------ Supplied information ------

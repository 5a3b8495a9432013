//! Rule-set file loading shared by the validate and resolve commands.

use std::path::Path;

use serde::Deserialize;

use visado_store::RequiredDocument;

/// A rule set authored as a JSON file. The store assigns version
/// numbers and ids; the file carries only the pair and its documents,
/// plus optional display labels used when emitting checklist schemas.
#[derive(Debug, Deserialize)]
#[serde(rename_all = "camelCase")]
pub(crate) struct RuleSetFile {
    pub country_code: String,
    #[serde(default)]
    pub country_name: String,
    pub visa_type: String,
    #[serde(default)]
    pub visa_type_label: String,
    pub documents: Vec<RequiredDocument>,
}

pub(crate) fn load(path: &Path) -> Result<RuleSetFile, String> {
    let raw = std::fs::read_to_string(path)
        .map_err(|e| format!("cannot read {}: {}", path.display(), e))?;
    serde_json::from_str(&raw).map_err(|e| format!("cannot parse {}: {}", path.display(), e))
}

------
------ Supplied information ------

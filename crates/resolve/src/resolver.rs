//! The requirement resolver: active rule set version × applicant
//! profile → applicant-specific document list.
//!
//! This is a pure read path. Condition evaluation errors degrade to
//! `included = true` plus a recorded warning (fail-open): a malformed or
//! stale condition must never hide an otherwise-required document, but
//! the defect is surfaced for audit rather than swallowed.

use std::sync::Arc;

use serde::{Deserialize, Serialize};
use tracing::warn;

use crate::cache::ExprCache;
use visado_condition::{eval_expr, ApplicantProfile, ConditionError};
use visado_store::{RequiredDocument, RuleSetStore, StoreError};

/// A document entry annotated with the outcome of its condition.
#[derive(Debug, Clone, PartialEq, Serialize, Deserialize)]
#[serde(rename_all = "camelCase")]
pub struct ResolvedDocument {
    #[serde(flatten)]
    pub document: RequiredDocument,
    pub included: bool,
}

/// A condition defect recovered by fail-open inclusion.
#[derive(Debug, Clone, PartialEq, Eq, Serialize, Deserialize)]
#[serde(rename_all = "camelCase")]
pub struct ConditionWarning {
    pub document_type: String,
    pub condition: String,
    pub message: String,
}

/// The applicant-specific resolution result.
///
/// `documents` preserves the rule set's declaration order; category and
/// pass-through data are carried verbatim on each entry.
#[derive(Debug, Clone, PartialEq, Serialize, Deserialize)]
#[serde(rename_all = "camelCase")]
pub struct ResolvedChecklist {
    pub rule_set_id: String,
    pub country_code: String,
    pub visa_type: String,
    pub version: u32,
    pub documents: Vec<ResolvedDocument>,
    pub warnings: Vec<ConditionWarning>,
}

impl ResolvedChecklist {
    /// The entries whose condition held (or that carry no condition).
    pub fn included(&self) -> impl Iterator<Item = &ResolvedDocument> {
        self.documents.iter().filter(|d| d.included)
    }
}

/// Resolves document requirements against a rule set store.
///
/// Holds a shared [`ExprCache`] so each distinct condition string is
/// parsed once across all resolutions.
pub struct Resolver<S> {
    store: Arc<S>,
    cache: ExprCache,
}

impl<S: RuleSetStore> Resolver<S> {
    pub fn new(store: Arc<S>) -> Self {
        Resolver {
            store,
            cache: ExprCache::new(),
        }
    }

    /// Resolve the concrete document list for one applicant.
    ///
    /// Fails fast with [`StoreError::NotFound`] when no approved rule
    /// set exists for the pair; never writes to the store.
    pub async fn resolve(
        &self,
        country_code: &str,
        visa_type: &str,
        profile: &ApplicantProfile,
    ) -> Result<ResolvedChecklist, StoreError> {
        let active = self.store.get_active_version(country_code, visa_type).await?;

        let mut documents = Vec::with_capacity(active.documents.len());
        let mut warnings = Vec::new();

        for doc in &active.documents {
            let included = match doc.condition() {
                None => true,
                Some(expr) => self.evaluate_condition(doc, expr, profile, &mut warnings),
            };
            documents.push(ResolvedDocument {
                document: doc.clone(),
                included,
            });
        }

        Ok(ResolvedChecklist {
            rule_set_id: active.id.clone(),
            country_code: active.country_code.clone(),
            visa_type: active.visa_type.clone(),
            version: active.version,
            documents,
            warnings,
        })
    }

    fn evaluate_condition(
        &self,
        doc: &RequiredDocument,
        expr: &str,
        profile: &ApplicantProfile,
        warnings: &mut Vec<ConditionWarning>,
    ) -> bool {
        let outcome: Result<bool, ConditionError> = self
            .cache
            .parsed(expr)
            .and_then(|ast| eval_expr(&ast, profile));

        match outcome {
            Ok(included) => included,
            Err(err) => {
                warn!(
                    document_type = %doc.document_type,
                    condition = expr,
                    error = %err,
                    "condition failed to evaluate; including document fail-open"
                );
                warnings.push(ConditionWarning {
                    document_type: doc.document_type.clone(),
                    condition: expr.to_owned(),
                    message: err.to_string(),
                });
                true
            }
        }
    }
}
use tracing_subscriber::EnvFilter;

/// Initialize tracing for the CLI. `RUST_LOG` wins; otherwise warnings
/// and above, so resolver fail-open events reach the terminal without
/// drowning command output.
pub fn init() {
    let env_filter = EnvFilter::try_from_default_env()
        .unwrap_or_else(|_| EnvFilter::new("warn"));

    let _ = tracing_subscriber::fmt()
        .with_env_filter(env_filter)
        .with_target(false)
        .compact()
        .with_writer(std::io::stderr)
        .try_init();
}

------

§ **Aim of the exercise**
Search the listing above for "ConditionWarning" and copy every line that holds it.

§ **Task answer**
pub struct ConditionWarning {
    pub warnings: Vec<ConditionWarning>,
        warnings: &mut Vec<ConditionWarning>,
                warnings.push(ConditionWarning {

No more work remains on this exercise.